Il «Canto notturno di un pastore errante dell’Asia» è una delle migliori sintesi del pensiero di Leopardi sulle domande che animano il cuore dell’uomo. Qualche anno prima di comporre la poesia Leopardi ebbe l’occasione di leggere nel «Journal des savants» gli appunti di viaggio del Barone di Meyendorff nelle steppe dell’Asia centrale, in cui si descrivevano dei pastori che la sera intonavano nenie tristi alla luna. L’immagine dei pastori che si è impressa nell’animo del Recanatese, qualche anno dopo, nel 1830, viene utilizzata per rappresentare quel livello di coscienza dell’uomo che contraddistingue non già il colto e il letterato, bensì l’uomo in sé di ogni tempo e di ogni luogo.
Nasce, così, il «Canto notturno di un pastore errante dell’Asia». Il canto ben si addice a comunicare la dimensione della poesia lirica, focalizzata sull’io del poeta e sulla sua dimensione interiore. L’orizzonte notturno, tanto amato dall’arte romantica, che fa da sfondo al testo, ci permette di porci immediatamente di fronte al cielo stellato, all’infinito, a quelle stelle che non potrebbero saziare, in nessun modo, l’indomito cuore dell’uomo, che sono, comunque, segno di quell’Infinito/Altro a cui l’animo umano anela. Il pastore è errante, in viaggio sempre, un viaggio monotono, e percepisce che un senso ci deve pur essere in questa vita e che Qualcuno lo conosce: è la Luna, rappresentata come figura pontefice, ovvero ponte tra la terra e il cielo, tra l’io che con la propria ragione può arrivare a riconoscere il Mistero e il Mistero stesso.
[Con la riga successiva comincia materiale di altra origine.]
use thiserror::Error;

/// Result type alias using CommandError
pub type Result<T> = std::result::Result<T, CommandError>;

// ========== Error Facility ==========

/// Canonical error kind taxonomy
///
/// This taxonomy provides a stable, structured classification of all errors
/// raised by the command registry and its observers. Each kind maps to a
/// stable error code that can be used for programmatic error handling,
/// testing, and user-facing notifications.
#[derive(Debug, Clone, Copy, PartialEq, Eq)]
pub enum ExErrorKind {
    // Registry
    NotFound,
    DuplicateName,
    InvalidName,
    TypeNotFound,
    DuplicateGoal,

    // Lifecycle
    NotLoaded,
    AlreadyLoaded,

    // Menu wiring
    SurfaceNotFound,

    // Integration
    ExternalService,
    Config,

    // Internal
    Internal,
}

impl ExErrorKind {
    /// Get the stable error code for this kind
    pub fn code(&self) -> &'static str {
        match self {
            ExErrorKind::NotFound => "ERR_NOT_FOUND",
            ExErrorKind::DuplicateName => "ERR_DUPLICATE_NAME",
            ExErrorKind::InvalidName => "ERR_INVALID_NAME",
            ExErrorKind::TypeNotFound => "ERR_TYPE_NOT_FOUND",
            ExErrorKind::DuplicateGoal => "ERR_DUPLICATE_GOAL",
            ExErrorKind::NotLoaded => "ERR_NOT_LOADED",
            ExErrorKind::AlreadyLoaded => "ERR_ALREADY_LOADED",
            ExErrorKind::SurfaceNotFound => "ERR_SURFACE_NOT_FOUND",
            ExErrorKind::ExternalService => "ERR_EXTERNAL_SERVICE",
            ExErrorKind::Config => "ERR_CONFIG",
            ExErrorKind::Internal => "ERR_INTERNAL",
        }
    }
}

/// Canonical structured error type
///
/// This error type provides a structured representation of errors with
/// classification fields for programmatic handling and rich context for debugging.
#[derive(Debug, Clone)]
pub struct ExError {
    kind: ExErrorKind,
    op: Option<String>,
    entity_id: Option<String>,
    message: String,
}

impl ExError {
    /// Create a new error with the specified kind
    pub fn new(kind: ExErrorKind) -> Self {
        Self {
            kind,
            op: None,
            entity_id: None,
            message: String::new(),
        }
    }

    /// Add operation context
    pub fn with_op(mut self, op: impl Into<String>) -> Self {
        self.op = Some(op.into());
        self
    }

    /// Add entity ID context (command name, goal id, type id or surface id)
    pub fn with_entity_id(mut self, id: impl Into<String>) -> Self {
        self.entity_id = Some(id.into());
        self
    }

    /// Add custom message
    pub fn with_message(mut self, message: impl Into<String>) -> Self {
        self.message = message.into();
        self
    }

    /// Get the error kind
    pub fn kind(&self) -> ExErrorKind {
        self.kind
    }

    /// Get the stable error code
    pub fn code(&self) -> &'static str {
        self.kind.code()
    }

    /// Get the operation context, if any
    pub fn op(&self) -> Option<&str> {
        self.op.as_deref()
    }

    /// Get the entity ID context, if any
    pub fn entity_id(&self) -> Option<&str> {
        self.entity_id.as_deref()
    }

    /// Get the error message
    pub fn message(&self) -> &str {
        &self.message
    }
}

impl std::fmt::Display for ExError {
    fn fmt(&self, f: &mut std::fmt::Formatter<'_>) -> std::fmt::Result {
        write!(f, "[{}]", self.code())?;
        if let Some(op) = &self.op {
            write!(f, " in operation '{}'", op)?;
        }
        if !self.message.is_empty() {
            write!(f, ": {}", self.message)?;
        }
        if let Some(entity_id) = &self.entity_id {
            write!(f, " (entity_id: {})", entity_id)?;
        }
        Ok(())
    }
}

impl std::error::Error for ExError {}

// ========== End Error Facility ==========

/// Error taxonomy for command registry operations
#[derive(Error, Debug, Clone, PartialEq)]
pub enum CommandError {
    // ===== Registry Errors =====
    /// No command with this name is registered
    #[error("Command not found: {name}")]
    NotFound { name: String },

    /// No unique name could be produced, or the requested name is taken
    #[error("Command name already in use: {name}")]
    DuplicateName { name: String },

    /// Command name is empty or whitespace-only
    #[error("Invalid command name: {reason}")]
    InvalidName { reason: String },

    /// The type provider does not know this command type
    #[error("Command type not found: {type_id}")]
    TypeNotFound { type_id: String },

    /// A goal with this id is already registered
    #[error("Command goal already registered: {goal_id}")]
    DuplicateGoal { goal_id: String },

    /// The type provider failed while resolving a template
    #[error("Command type provider failed for {type_id}: {message}")]
    Provider { type_id: String, message: String },

    // ===== Lifecycle Errors =====
    /// A mutation was attempted before the initial load
    #[error("Commands are not loaded yet")]
    NotLoaded,

    /// The initial load was attempted twice
    #[error("Commands are already loaded")]
    AlreadyLoaded,

    // ===== Menu Errors =====
    /// A menu surface is missing from the action host or is not a group
    #[error("Menu surface not found or not a group: {surface_id}")]
    SurfaceNotFound { surface_id: String },

    // ===== Generic Errors =====
    /// Invalid or unreadable configuration
    #[error("Invalid configuration: {reason}")]
    Config { reason: String },
}

/// Conversion from CommandError to ExError
impl From<CommandError> for ExError {
    fn from(err: CommandError) -> Self {
        let message = err.to_string();
        match err {
            CommandError::NotFound { name } => ExError::new(ExErrorKind::NotFound)
                .with_entity_id(name)
                .with_message(message),

            CommandError::DuplicateName { name } => ExError::new(ExErrorKind::DuplicateName)
                .with_entity_id(name)
                .with_message(message),

            CommandError::InvalidName { .. } => {
                ExError::new(ExErrorKind::InvalidName).with_message(message)
            }

            CommandError::TypeNotFound { type_id } => ExError::new(ExErrorKind::TypeNotFound)
                .with_entity_id(type_id)
                .with_message(message),

            CommandError::DuplicateGoal { goal_id } => ExError::new(ExErrorKind::DuplicateGoal)
                .with_entity_id(goal_id)
                .with_op("register_goal")
                .with_message(message),

            CommandError::Provider { type_id, .. } => ExError::new(ExErrorKind::ExternalService)
                .with_entity_id(type_id)
                .with_op("resolve_template")
                .with_message(message),

            CommandError::NotLoaded => ExError::new(ExErrorKind::NotLoaded).with_message(message),

            CommandError::AlreadyLoaded => ExError::new(ExErrorKind::AlreadyLoaded)
                .with_op("load_commands")
                .with_message(message),

            CommandError::SurfaceNotFound { surface_id } => {
                ExError::new(ExErrorKind::SurfaceNotFound)
                    .with_entity_id(surface_id)
                    .with_op("install_actions")
                    .with_message(message)
            }

            CommandError::Config { .. } => ExError::new(ExErrorKind::Config).with_message(message),
        }
    }
}

impl From<toml::de::Error> for CommandError {
    fn from(err: toml::de::Error) -> Self {
        CommandError::Config {
            reason: err.to_string(),
        }
    }
}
Con la semplicità che gli è propria, irriso ogni orgoglio, il pastore, di fronte a un ente che è segno di immortalità e di eternità, pone quelle domande che ha nel suo cuore e che sono ridestate dalla contemplazione del bello: «A che vale/ Al pastor la sua vita,/ La vostra vita a voi? dimmi: ove tende/ Questo vagar mio breve,/ Il tuo corso immortale?». Nella seconda stanza Leopardi descrive così l’uomo: «Vecchierel bianco, infermo,/ Mezzo vestito e scalzo,/ Con gravissimo fascio in su le spalle […]/ Corre via, corre, anela,/ Varca torrenti e stagni,/ Cade, risorge». Il richiamo, qui, a Rerum vulgarium fragmenta XVI è più che una semplice eco: «Movesi il vecchierel canuto e bianco/ del dolce loco ov’à sua età fornita/ e da la famigliola sbigottita/ che vede il caro padre venir manco». Nel sonetto anche il Petrarca vede la condizione esistenziale dell’uomo come quella di un uomo, vecchio e stanco, disposto a lasciare tutto, anche la sua famiglia, negli ultimi giorni della sua vita, per recarsi a Roma alla ricerca della Veronica, l’immagine del volto di Cristo effigiata in un’icona bizantina. Questo «vecchierel» che lascia tutto non può non richiamarci la figura dell’Ulisse dantesco che «né dolcezza di figlio, né la pieta/ del vecchio padre, né ‘l debito amore/ lo qual dovea Penelopè far lieta» (Inferno XXVI, vv. 94-96)riuscirono a trattenere dall’«ardore»del viaggio.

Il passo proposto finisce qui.